* **Data items**:
'''
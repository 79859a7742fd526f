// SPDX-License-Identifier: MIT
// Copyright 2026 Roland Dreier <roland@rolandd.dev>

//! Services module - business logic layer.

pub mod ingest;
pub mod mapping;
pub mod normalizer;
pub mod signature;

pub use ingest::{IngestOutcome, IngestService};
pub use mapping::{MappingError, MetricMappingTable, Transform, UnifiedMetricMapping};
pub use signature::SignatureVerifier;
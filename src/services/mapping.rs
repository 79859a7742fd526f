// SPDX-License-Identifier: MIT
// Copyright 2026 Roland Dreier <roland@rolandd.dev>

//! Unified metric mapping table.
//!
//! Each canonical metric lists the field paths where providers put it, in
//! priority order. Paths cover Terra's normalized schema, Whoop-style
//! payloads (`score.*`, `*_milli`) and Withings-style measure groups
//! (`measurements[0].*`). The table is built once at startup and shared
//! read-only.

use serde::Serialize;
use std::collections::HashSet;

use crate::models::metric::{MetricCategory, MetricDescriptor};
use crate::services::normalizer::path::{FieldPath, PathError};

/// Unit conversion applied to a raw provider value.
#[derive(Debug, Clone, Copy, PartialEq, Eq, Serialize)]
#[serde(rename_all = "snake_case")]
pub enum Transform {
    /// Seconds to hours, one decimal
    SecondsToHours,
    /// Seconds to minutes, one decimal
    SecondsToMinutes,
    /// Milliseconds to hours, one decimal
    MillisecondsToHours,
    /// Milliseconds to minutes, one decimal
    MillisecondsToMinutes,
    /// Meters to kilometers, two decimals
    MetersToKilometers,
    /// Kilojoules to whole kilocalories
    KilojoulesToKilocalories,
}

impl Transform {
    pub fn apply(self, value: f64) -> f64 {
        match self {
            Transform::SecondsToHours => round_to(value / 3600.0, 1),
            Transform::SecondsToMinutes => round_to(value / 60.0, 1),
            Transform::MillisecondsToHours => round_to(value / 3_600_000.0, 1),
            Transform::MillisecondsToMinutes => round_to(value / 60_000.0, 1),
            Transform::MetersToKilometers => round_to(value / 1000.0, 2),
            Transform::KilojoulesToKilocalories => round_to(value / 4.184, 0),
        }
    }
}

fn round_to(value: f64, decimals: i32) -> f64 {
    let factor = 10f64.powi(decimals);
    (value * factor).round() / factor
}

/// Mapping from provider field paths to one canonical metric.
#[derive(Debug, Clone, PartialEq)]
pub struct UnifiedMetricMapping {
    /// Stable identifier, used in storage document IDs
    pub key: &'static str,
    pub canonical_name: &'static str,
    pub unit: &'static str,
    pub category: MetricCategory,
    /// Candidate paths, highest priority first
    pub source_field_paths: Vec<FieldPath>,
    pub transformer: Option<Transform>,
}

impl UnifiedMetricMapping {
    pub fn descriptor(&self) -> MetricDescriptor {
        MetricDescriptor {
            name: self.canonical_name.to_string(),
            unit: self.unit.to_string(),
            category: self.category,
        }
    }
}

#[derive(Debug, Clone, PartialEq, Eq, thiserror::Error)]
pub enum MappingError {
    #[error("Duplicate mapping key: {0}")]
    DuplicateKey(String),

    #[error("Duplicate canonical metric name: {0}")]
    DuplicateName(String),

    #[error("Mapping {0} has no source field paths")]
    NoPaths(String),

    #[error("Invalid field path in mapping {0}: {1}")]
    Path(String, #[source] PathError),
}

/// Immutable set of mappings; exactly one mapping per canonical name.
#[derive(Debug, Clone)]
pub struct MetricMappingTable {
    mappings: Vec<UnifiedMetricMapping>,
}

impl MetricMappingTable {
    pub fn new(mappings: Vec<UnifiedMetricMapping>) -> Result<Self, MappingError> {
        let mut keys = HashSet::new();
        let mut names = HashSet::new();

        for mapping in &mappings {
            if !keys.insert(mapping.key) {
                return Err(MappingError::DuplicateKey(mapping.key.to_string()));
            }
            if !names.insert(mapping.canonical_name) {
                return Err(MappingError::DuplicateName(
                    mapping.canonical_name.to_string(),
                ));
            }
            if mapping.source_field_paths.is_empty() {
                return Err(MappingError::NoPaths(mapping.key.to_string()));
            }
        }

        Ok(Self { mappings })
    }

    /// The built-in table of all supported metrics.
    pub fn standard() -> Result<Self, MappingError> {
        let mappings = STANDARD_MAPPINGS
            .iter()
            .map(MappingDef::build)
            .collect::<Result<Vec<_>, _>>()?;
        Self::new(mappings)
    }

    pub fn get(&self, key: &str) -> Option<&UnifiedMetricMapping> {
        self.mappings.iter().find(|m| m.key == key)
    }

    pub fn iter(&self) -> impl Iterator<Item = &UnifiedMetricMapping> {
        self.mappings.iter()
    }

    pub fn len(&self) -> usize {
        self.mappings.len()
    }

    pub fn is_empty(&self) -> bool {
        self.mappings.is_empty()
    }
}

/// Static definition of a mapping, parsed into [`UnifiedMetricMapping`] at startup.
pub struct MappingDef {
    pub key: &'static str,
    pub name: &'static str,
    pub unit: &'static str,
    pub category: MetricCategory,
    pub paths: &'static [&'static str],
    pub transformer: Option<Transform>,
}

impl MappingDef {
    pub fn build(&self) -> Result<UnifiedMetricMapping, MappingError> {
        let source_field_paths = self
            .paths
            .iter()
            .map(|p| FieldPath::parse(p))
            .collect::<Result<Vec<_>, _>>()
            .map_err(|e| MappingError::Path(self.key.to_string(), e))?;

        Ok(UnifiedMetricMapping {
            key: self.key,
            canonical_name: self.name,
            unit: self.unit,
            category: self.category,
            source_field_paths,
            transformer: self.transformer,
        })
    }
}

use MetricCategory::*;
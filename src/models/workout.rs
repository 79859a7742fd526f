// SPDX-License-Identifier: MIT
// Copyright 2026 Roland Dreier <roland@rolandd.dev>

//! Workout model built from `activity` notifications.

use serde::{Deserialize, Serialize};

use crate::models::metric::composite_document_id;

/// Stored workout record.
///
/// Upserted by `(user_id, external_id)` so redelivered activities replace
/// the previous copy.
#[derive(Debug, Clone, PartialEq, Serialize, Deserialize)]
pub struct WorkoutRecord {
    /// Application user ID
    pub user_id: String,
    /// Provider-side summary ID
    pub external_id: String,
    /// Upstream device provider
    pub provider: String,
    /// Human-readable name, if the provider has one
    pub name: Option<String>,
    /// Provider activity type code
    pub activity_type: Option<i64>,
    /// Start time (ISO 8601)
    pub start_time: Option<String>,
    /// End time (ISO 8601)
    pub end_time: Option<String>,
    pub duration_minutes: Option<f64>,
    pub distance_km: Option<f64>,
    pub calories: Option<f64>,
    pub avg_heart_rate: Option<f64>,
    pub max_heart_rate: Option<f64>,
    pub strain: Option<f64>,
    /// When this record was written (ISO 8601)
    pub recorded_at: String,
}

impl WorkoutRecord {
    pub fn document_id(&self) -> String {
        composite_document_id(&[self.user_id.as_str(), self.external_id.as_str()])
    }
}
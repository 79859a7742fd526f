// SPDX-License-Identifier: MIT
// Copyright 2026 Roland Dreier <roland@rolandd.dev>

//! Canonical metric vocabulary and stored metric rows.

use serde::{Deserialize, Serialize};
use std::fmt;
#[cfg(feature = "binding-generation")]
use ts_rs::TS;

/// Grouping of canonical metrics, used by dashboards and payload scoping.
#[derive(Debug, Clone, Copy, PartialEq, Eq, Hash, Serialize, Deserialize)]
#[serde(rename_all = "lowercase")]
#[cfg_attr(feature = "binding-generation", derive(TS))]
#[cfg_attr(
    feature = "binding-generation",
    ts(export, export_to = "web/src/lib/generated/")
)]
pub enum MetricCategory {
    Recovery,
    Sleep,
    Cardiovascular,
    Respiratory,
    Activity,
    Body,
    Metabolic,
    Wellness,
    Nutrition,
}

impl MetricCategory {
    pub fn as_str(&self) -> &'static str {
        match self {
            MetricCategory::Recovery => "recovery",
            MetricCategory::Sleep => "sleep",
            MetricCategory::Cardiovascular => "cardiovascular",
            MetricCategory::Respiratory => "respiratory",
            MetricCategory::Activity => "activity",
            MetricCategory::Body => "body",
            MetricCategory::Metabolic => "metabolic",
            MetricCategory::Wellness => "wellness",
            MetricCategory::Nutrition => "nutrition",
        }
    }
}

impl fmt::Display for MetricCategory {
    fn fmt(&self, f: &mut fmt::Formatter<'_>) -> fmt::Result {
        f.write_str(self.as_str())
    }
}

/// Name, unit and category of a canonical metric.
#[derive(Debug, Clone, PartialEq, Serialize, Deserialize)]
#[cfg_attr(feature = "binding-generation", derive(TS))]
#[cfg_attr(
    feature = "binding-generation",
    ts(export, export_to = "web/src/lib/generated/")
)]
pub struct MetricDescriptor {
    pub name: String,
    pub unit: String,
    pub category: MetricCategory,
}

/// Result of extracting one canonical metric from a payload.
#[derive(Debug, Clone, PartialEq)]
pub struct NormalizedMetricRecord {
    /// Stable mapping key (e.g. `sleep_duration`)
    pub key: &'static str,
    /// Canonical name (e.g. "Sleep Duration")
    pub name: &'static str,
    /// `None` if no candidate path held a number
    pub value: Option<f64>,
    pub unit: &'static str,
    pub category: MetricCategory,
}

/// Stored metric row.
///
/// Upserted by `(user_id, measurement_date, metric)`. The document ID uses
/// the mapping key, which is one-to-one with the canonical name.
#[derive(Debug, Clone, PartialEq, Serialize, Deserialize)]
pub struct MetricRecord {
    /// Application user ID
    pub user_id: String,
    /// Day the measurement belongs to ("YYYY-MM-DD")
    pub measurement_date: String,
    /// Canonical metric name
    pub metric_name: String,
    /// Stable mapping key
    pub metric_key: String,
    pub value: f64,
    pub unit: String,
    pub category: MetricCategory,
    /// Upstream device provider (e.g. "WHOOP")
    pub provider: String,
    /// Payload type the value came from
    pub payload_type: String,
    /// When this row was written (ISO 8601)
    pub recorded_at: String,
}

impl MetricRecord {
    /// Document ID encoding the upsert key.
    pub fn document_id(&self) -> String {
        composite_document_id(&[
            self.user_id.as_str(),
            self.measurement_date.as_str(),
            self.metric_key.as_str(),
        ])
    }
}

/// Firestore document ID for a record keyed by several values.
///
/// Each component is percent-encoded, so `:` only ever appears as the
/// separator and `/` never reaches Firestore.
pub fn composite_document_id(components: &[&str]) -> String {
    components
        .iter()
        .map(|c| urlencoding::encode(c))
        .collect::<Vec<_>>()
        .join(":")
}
'''
* **What is expected**: Tally the lines above that include "Respiratory", and reply with only the tally.

* **Answer below**: 2